The Demise Of Antioch College (Continued)

The death of Antioch College is one of those quiet events that may one day be viewed as the marker of a passing of an era. On June 14, 2007 American Thinker published my obituary for Antioch College, the substance of which no one will confuse with "Auld Lang Syne" or "Lycidas." To paraphrase Antioch alumnus, Rod Serling, "Requiem for a Lightweight" may be the more succinct way to describe that substance. My article generated enough of a response from the diaspora of Antioch to merit some elaboration and response.


Some correspondents were critical, citing their own good education at Antioch, essentially saying, "You did not go to Antioch College, so what do you know?"  With this rhetorical question came such charming descriptions of my article as "irresponsible," "worthless," and "stupid simple."

I spent a lot of time in Yellow Springs while growing up nearby.  Over the years I went to plays and lectures, sat in the bars, spoke to students, hung out in Glen Helen, etc.  I have had the pleasure numerous times of watching Antiochians demonstrating in front of our State House for the cause de jour. My piece wasn't a scientific study based on polling, it was based on my observations.
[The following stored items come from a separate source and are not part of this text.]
//! Tests for `ConsoleBridge::run`: status reporting, timing and stderr traces.
//!
//! Time is paused, so elapsed durations only grow when a loader sleeps.

mod common;

use std::time::Duration;

use common::{Log, delayed, failing, instant, local};
use pretty_assertions::assert_eq;
use pyvm::{ConsoleBridge, ErrorKind, RunOptions, Vm, VmOptions};

fn bridge(vm: Vm, log: &Log) -> ConsoleBridge {
    ConsoleBridge::new(vm, log.sink("status"))
}

fn console_vm(loader: impl pyvm::RuntimeLoader, log: &Log) -> Vm {
    Vm::spawn_with(
        loader,
        VmOptions::default().stdout(log.sink("out")).stderr(log.sink("err")),
    )
}

/// Entries other than the runtime's own start/end bookkeeping.
fn visible(log: &Log) -> Vec<String> {
    log.entries()
        .into_iter()
        .filter(|entry| !entry.starts_with("start ") && !entry.starts_with("end ") && entry != "boot")
        .collect()
}

// ============================================================================
// success
// ============================================================================

/// A quiet successful run writes nothing to the status sink.
#[test]
fn quiet_success_is_silent() {
    local(async {
        let log = Log::default();
        let console = bridge(console_vm(instant(&log), &log), &log);
        let outcome = console.run("print Welcome!", RunOptions::quiet()).await;
        assert!(outcome.is_ok());
        assert_eq!(visible(&log), vec!["out:Welcome!\n"]);
    });
}

/// A verbose successful run reports its duration.
#[test]
fn verbose_success_reports_elapsed() {
    local(async {
        let log = Log::default();
        let console = bridge(console_vm(instant(&log), &log), &log);
        let outcome = console.run("print hi", RunOptions::verbose()).await;
        assert_eq!(outcome.elapsed, Duration::ZERO);
        assert_eq!(visible(&log), vec!["out:hi\n", "status:Run in 0ms (OK)"]);
    });
}

/// Time spent waiting for the runtime to load counts towards the run.
#[test]
fn run_before_ready_includes_load_time() {
    local(async {
        let log = Log::default();
        let console = bridge(console_vm(delayed(&log, Duration::from_millis(1_500)), &log), &log);
        let outcome = console.run("pass", RunOptions::verbose()).await;
        assert!(outcome.elapsed >= Duration::from_millis(1_500));
        assert_eq!(visible(&log), vec!["status:Run in 1.5s (OK)"]);
    });
}

// ============================================================================
// failure
// ============================================================================

/// A raising program is reported on the status sink and its trace goes to stderr,
/// even when quiet; the run itself still resolves.
#[test]
fn failure_reports_status_and_trace_even_when_quiet() {
    local(async {
        let log = Log::default();
        let console = bridge(console_vm(instant(&log), &log), &log);
        let outcome = console.run("raise ValueError bad input", RunOptions::quiet()).await;

        let error = outcome.error.unwrap();
        assert_eq!(error.kind(), ErrorKind::RuntimeError);
        assert_eq!(
            visible(&log),
            vec![
                "status:Run in 0ms (ValueError: bad input!)",
                "err:Traceback (most recent call last):\n  File \"<exec>\", line 1, in <module>\n    raise ValueError bad input\nValueError: bad input\n",
            ]
        );
    });
}

/// Errors without a trace write their one-line form to stderr.
#[test]
fn protocol_failure_writes_summary_line() {
    local(async {
        let log = Log::default();
        let console = bridge(console_vm(instant(&log), &log), &log);
        let outcome = console.run("print \0", RunOptions::verbose()).await;
        assert_eq!(outcome.error.unwrap().kind(), ErrorKind::ProtocolError);
        assert_eq!(
            visible(&log),
            vec![
                "status:Run in 0ms (ProtocolError: source code cannot contain null bytes!)",
                "err:ProtocolError: source code cannot contain null bytes\n",
            ]
        );
    });
}

/// On a handle whose runtime failed to load every run reports the `LoadError`.
#[test]
fn load_failure_is_reported_per_run() {
    local(async {
        let log = Log::default();
        let console = bridge(console_vm(failing(&log, Duration::from_secs(2), "no wasm"), &log), &log);
        let first = console.run("print a", RunOptions::quiet()).await;
        let second = console.run("print b", RunOptions::quiet()).await;
        assert_eq!(first.error, second.error);
        assert!(first.elapsed >= Duration::from_secs(2));
        assert_eq!(second.elapsed, Duration::ZERO);
        assert_eq!(
            visible(&log),
            vec![
                "status:Run in 2.0s (LoadError: no wasm!)",
                "err:LoadError: no wasm\n",
                "status:Run in 0ms (LoadError: no wasm!)",
                "err:LoadError: no wasm\n",
            ]
        );
    });
}

/// A failed run does not poison the console for the next one.
#[test]
fn console_recovers_after_failure() {
    local(async {
        let log = Log::default();
        let console = bridge(console_vm(instant(&log), &log), &log);
        assert!(!console.run("raise KeyError", RunOptions::quiet()).await.is_ok());
        assert!(console.run("print fine", RunOptions::quiet()).await.is_ok());
        assert_eq!(console.vm().state(), pyvm::VmState::Ready);
        assert!(visible(&log).contains(&"status:Run in 0ms (KeyError!)".to_owned()));
    });
}
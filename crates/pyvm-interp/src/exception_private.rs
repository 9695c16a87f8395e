use std::rc::Rc;

use strum::{Display, EnumString, IntoStaticStr};

use crate::{config::ResourceError, value::Value};

/// Result type alias for operations that can produce a runtime error.
pub(crate) type RunResult<T> = Result<T, RunError>;

/// Built-in exception classes known to the runtime.
///
/// The string form matches the Python class name exactly, so `ExcType::from_str`
/// doubles as name lookup for code like `except KeyError:`.
#[derive(Debug, Clone, Copy, PartialEq, Eq, Hash, Display, EnumString, IntoStaticStr)]
pub(crate) enum ExcType {
    BaseException,
    SystemExit,
    KeyboardInterrupt,
    Exception,

    ArithmeticError,
    OverflowError,
    ZeroDivisionError,

    LookupError,
    IndexError,
    KeyError,

    RuntimeError,
    NotImplementedError,
    RecursionError,

    NameError,
    UnboundLocalError,

    ImportError,
    ModuleNotFoundError,

    SyntaxError,
    IndentationError,

    AssertionError,
    AttributeError,
    MemoryError,
    StopIteration,
    TimeoutError,
    TypeError,
    ValueError,
}

impl ExcType {
    /// Whether an `except handler:` clause catches `self`.
    pub(crate) fn is_subclass_of(self, handler: Self) -> bool {
        if self == handler {
            return true;
        }
        match handler {
            Self::BaseException => true,
            Self::Exception => !matches!(self, Self::BaseException | Self::SystemExit | Self::KeyboardInterrupt),
            Self::ArithmeticError => matches!(self, Self::OverflowError | Self::ZeroDivisionError),
            Self::LookupError => matches!(self, Self::IndexError | Self::KeyError),
            Self::RuntimeError => matches!(self, Self::NotImplementedError | Self::RecursionError),
            Self::NameError => matches!(self, Self::UnboundLocalError),
            Self::ImportError => matches!(self, Self::ModuleNotFoundError),
            Self::SyntaxError => matches!(self, Self::IndentationError),
            _ => false,
        }
    }

    /// An exception of this type with `msg` as its only argument.
    #[must_use]
    pub(crate) fn msg(self, msg: impl Into<String>) -> RunError {
        SimpleException::new_msg(self, msg).into()
    }

    #[must_use]
    pub(crate) fn type_error_unsupported_binop(op: impl std::fmt::Display, left: &Value, right: &Value) -> RunError {
        Self::TypeError.msg(format!(
            "unsupported operand type(s) for {op}: '{}' and '{}'",
            left.type_name(),
            right.type_name()
        ))
    }

    #[must_use]
    pub(crate) fn type_error_not_sub(value: &Value) -> RunError {
        Self::TypeError.msg(format!("'{}' object is not subscriptable", value.type_name()))
    }

    #[must_use]
    pub(crate) fn type_error_not_sub_assignment(value: &Value) -> RunError {
        Self::TypeError.msg(format!("'{}' object does not support item assignment", value.type_name()))
    }

    /// Matches CPython: `TypeError: cannot use 'list' as a dict key (unhashable type: 'list')`
    #[must_use]
    pub(crate) fn type_error_unhashable_dict_key(type_name: &str) -> RunError {
        Self::TypeError.msg(format!(
            "cannot use '{type_name}' as a dict key (unhashable type: '{type_name}')"
        ))
    }

    #[must_use]
    pub(crate) fn type_error_not_iterable(value: &Value) -> RunError {
        Self::TypeError.msg(format!("'{}' object is not iterable", value.type_name()))
    }

    #[must_use]
    pub(crate) fn type_error_not_integer(value: &Value) -> RunError {
        Self::TypeError.msg(format!(
            "'{}' object cannot be interpreted as an integer",
            value.type_name()
        ))
    }

    /// Matches CPython's format:
    /// - for no args: `{name}() takes no arguments ({actual} given)`
    /// - for 1 expected arg: `{name}() takes exactly one argument ({actual} given)`
    /// - for N expected args: `{name} expected {expected} arguments, got {actual}`
    #[must_use]
    pub(crate) fn type_error_arg_count(name: &str, expected: usize, actual: usize) -> RunError {
        if expected == 0 {
            Self::TypeError.msg(format!("{name}() takes no arguments ({actual} given)"))
        } else if expected == 1 {
            Self::TypeError.msg(format!("{name}() takes exactly one argument ({actual} given)"))
        } else {
            Self::TypeError.msg(format!("{name} expected {expected} arguments, got {actual}"))
        }
    }

    #[must_use]
    pub(crate) fn type_error_no_kwargs(name: &str) -> RunError {
        Self::TypeError.msg(format!("{name}() takes no keyword arguments"))
    }

    #[must_use]
    pub(crate) fn type_error_unexpected_kwarg(name: &str, key: &str) -> RunError {
        Self::TypeError.msg(format!("{name}() got an unexpected keyword argument '{key}'"))
    }

    #[must_use]
    pub(crate) fn attribute_error(value: &Value, attr: &str) -> RunError {
        match value {
            Value::Module(module) => {
                Self::AttributeError.msg(format!("module '{}' has no attribute '{attr}'", module.name))
            }
            _ => Self::AttributeError.msg(format!("'{}' object has no attribute '{attr}'", value.type_name())),
        }
    }

    #[must_use]
    pub(crate) fn name_error(name: &str) -> RunError {
        Self::NameError.msg(format!("name '{name}' is not defined"))
    }

    /// `KeyError` carries the missing key itself, so `str()` of it is the key's repr.
    #[must_use]
    pub(crate) fn key_error(key: Value) -> RunError {
        SimpleException::new(Self::KeyError, vec![key]).into()
    }
}

/// An exception instance: its class and the positional arguments it was built with.
#[derive(Debug, Clone)]
pub(crate) struct SimpleException {
    pub exc_type: ExcType,
    pub args: Vec<Value>,
}

impl SimpleException {
    pub(crate) fn new(exc_type: ExcType, args: Vec<Value>) -> Self {
        Self { exc_type, args }
    }

    pub(crate) fn new_msg(exc_type: ExcType, msg: impl Into<String>) -> Self {
        Self::new(exc_type, vec![Value::from(msg.into())])
    }

    /// `str(exc)`: empty without args, the lone argument's `str` (its `repr` for
    /// `KeyError`), otherwise the repr of the args tuple.
    pub(crate) fn py_str(&self) -> String {
        match self.args.as_slice() {
            [] => String::new(),
            [arg] if self.exc_type == ExcType::KeyError => arg.py_repr(),
            [arg] => arg.py_str(),
            args => Value::Tuple(args.into()).py_repr(),
        }
    }

    /// `repr(exc)`, e.g. `ValueError('bad')`.
    pub(crate) fn py_repr(&self) -> String {
        match self.args.as_slice() {
            [arg] => format!("{}({})", self.exc_type, arg.py_repr()),
            args => format!("{}{}", self.exc_type, Value::Tuple(args.into()).py_repr()),
        }
    }

    /// Converts to the public exception type, without frames.
    pub(crate) fn to_public(&self) -> pyvm::Exception {
        let msg = self.py_str();
        pyvm::Exception::new(self.exc_type.to_string(), (!msg.is_empty()).then_some(msg))
    }
}

/// A raised exception on its way up, and the line it was raised from once known.
#[derive(Debug, Clone)]
pub(crate) struct ExceptionRaise {
    pub exc: Rc<SimpleException>,
    pub line: Option<usize>,
}

/// Runtime error types that can occur during execution.
#[derive(Debug, Clone)]
pub(crate) enum RunError {
    /// A Python exception that `except` clauses can catch.
    Exc(Box<ExceptionRaise>),
    /// A resource limit was hit; `except` clauses never see it.
    UncatchableExc(Box<ExceptionRaise>),
}

impl RunError {
    pub(crate) fn raise(exc: Rc<SimpleException>) -> Self {
        Self::Exc(Box::new(ExceptionRaise { exc, line: None }))
    }

    pub(crate) fn raise_ref(&self) -> &ExceptionRaise {
        match self {
            Self::Exc(raise) | Self::UncatchableExc(raise) => raise,
        }
    }

    /// Records `line` as the raise site unless a deeper statement already did.
    #[must_use]
    pub(crate) fn at_line(mut self, line: usize) -> Self {
        let (Self::Exc(raise) | Self::UncatchableExc(raise)) = &mut self;
        raise.line.get_or_insert(line);
        self
    }
}

impl From<SimpleException> for RunError {
    fn from(exc: SimpleException) -> Self {
        Self::raise(Rc::new(exc))
    }
}

impl From<ResourceError> for RunError {
    fn from(err: ResourceError) -> Self {
        let exc = Rc::new(SimpleException::new_msg(err.exc_type(), err.to_string()));
        let raise = Box::new(ExceptionRaise { exc, line: None });
        match err {
            ResourceError::Operation { .. } => Self::UncatchableExc(raise),
            ResourceError::Recursion { .. } => Self::Exc(raise),
        }
    }
}

#[cfg(test)]
mod tests {
    use std::str::FromStr;

    use super::*;

    #[test]
    fn names_round_trip() {
        assert_eq!(ExcType::from_str("KeyError"), Ok(ExcType::KeyError));
        assert!(ExcType::from_str("keyerror").is_err());
        assert_eq!(ExcType::ZeroDivisionError.to_string(), "ZeroDivisionError");
    }

    #[test]
    fn hierarchy() {
        assert!(ExcType::KeyError.is_subclass_of(ExcType::LookupError));
        assert!(ExcType::KeyError.is_subclass_of(ExcType::Exception));
        assert!(!ExcType::KeyboardInterrupt.is_subclass_of(ExcType::Exception));
        assert!(ExcType::KeyboardInterrupt.is_subclass_of(ExcType::BaseException));
        assert!(!ExcType::ValueError.is_subclass_of(ExcType::TypeError));
    }

    #[test]
    fn str_of_exceptions() {
        let key = SimpleException::new(ExcType::KeyError, vec![Value::from("k".to_owned())]);
        assert_eq!(key.py_str(), "'k'");
        assert_eq!(key.py_repr(), "KeyError('k')");
        let bare = SimpleException::new(ExcType::RuntimeError, vec![]);
        assert_eq!(bare.py_str(), "");
        assert_eq!(bare.to_public().summary(), "RuntimeError");
        let pair = SimpleException::new(ExcType::ValueError, vec![Value::Int(1), Value::Int(2)]);
        assert_eq!(pair.py_str(), "(1, 2)");
    }

    #[test]
    fn operation_limit_is_uncatchable() {
        let err = RunError::from(ResourceError::Operation { limit: 1, count: 2 });
        assert!(matches!(err, RunError::UncatchableExc(_)));
        assert_eq!(err.raise_ref().exc.exc_type, ExcType::TimeoutError);
    }
}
I never once heard or read opinions different from those which made up the gist of what I expressed in my article.  I can recall not one statement or argument that had much to say that was good about America, their pronouncements being the usual ones about racist, imperialistic, and genocidal America; in short, the parroting of the likes of Noam Chomsky and Howard Zinn, ad nauseam.  Nor was there ever, not once, any opinion expressed by any students that I ever heard or read acknowledging any value for the use of military power for American interests, democratic capitalism, traditional religion, limited government, or those who recognize the perverse incentives of a socialized economy, etc.  Even something as mundane as the political graffiti at Antioch was witless sloganeering.

What seemed so "intellectual" and "artsy" at the time to this 18 year old was really quite anti-intellectual.  As time passed it struck me as I spoke with Antioch's students that the College was more of a Potemkin village, which looked like a liberal arts college but was really a place to get political training and to have one's pre-conceived notions about the evils of America reinforced.  This is hardly my idea of a real liberal arts education any more than writing for "Al Jezeera" is journalism.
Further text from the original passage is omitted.